(Dataset entries)

----

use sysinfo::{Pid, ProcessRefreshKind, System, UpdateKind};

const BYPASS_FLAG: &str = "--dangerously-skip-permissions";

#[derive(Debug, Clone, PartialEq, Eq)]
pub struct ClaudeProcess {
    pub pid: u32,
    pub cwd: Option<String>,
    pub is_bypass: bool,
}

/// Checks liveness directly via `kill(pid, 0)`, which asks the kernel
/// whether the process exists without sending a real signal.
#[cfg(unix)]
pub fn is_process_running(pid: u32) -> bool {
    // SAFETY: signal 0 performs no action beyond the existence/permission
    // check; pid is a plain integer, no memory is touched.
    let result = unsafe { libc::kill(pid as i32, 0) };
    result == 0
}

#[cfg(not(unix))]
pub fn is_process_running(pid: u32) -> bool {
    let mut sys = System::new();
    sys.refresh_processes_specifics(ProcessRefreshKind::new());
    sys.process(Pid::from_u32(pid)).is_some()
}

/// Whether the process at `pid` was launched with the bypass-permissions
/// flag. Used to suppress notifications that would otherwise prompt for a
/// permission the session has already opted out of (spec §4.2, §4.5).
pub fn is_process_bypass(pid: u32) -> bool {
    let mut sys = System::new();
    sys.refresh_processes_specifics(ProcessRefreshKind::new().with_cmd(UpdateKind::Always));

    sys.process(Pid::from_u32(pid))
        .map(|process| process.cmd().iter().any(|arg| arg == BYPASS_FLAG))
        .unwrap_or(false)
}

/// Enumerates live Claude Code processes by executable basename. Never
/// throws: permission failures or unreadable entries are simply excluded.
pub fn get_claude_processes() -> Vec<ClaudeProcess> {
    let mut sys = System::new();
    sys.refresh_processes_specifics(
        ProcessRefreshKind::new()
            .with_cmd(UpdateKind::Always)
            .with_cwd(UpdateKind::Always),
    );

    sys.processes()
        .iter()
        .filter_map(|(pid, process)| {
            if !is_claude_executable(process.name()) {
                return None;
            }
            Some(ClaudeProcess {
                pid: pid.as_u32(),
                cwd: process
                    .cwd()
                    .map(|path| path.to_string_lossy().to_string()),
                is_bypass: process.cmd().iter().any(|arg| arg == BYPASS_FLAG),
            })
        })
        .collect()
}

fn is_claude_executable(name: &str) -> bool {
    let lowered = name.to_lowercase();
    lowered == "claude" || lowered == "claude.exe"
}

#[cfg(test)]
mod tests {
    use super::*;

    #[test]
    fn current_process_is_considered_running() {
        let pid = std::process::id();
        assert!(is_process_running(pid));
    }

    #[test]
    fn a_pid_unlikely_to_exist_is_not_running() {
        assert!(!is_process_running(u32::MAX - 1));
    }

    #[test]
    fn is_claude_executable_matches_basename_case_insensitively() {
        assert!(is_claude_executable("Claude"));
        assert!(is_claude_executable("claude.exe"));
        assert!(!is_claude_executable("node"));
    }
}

----

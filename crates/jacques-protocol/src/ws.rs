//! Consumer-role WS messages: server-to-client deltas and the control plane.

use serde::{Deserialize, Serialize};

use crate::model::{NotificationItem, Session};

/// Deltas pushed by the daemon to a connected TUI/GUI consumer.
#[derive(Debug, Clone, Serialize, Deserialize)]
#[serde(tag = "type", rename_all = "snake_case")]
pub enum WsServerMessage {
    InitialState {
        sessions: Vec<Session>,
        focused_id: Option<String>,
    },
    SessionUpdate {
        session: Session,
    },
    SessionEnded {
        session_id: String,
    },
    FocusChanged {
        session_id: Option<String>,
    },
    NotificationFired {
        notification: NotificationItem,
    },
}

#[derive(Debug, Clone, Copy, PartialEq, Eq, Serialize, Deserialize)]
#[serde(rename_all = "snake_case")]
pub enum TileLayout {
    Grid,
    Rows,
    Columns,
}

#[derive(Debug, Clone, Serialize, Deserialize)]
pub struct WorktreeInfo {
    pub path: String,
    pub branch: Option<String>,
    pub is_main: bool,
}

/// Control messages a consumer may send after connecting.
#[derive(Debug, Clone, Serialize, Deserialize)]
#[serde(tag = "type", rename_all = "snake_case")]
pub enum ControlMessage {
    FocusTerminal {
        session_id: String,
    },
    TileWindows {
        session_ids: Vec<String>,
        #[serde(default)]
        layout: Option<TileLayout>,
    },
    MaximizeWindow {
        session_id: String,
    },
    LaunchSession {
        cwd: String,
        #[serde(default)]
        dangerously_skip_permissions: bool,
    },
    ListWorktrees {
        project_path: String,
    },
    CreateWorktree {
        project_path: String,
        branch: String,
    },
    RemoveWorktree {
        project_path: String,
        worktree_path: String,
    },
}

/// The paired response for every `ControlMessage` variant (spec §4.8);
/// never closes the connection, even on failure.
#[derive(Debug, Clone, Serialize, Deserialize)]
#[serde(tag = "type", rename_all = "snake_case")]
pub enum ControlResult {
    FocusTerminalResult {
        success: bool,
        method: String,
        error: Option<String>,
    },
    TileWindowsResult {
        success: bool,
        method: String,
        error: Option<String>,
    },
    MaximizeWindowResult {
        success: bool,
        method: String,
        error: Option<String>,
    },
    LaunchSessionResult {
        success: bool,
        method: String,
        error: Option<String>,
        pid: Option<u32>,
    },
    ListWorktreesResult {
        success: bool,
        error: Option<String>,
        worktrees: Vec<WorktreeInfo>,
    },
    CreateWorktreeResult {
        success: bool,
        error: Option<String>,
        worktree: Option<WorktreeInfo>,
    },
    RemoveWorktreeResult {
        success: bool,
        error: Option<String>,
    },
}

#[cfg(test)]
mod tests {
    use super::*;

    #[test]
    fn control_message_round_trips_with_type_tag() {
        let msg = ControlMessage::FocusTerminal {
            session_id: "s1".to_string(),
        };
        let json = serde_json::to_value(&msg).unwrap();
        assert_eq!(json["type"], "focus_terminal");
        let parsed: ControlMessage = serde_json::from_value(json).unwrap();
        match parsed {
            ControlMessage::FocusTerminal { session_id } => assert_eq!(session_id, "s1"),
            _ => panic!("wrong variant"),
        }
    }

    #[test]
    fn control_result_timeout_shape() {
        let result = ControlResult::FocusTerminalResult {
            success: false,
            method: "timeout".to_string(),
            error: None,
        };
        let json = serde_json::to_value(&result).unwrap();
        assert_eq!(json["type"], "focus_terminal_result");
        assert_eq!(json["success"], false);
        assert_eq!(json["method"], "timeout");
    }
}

----

→ WHAT YOU SHOULD DO: Copy each line of the preceding data that contains the string "signal".

→ EXERCISE OUTPUT:
/// whether the process exists without sending a real signal.
    // SAFETY: signal 0 performs no action beyond the existence/permission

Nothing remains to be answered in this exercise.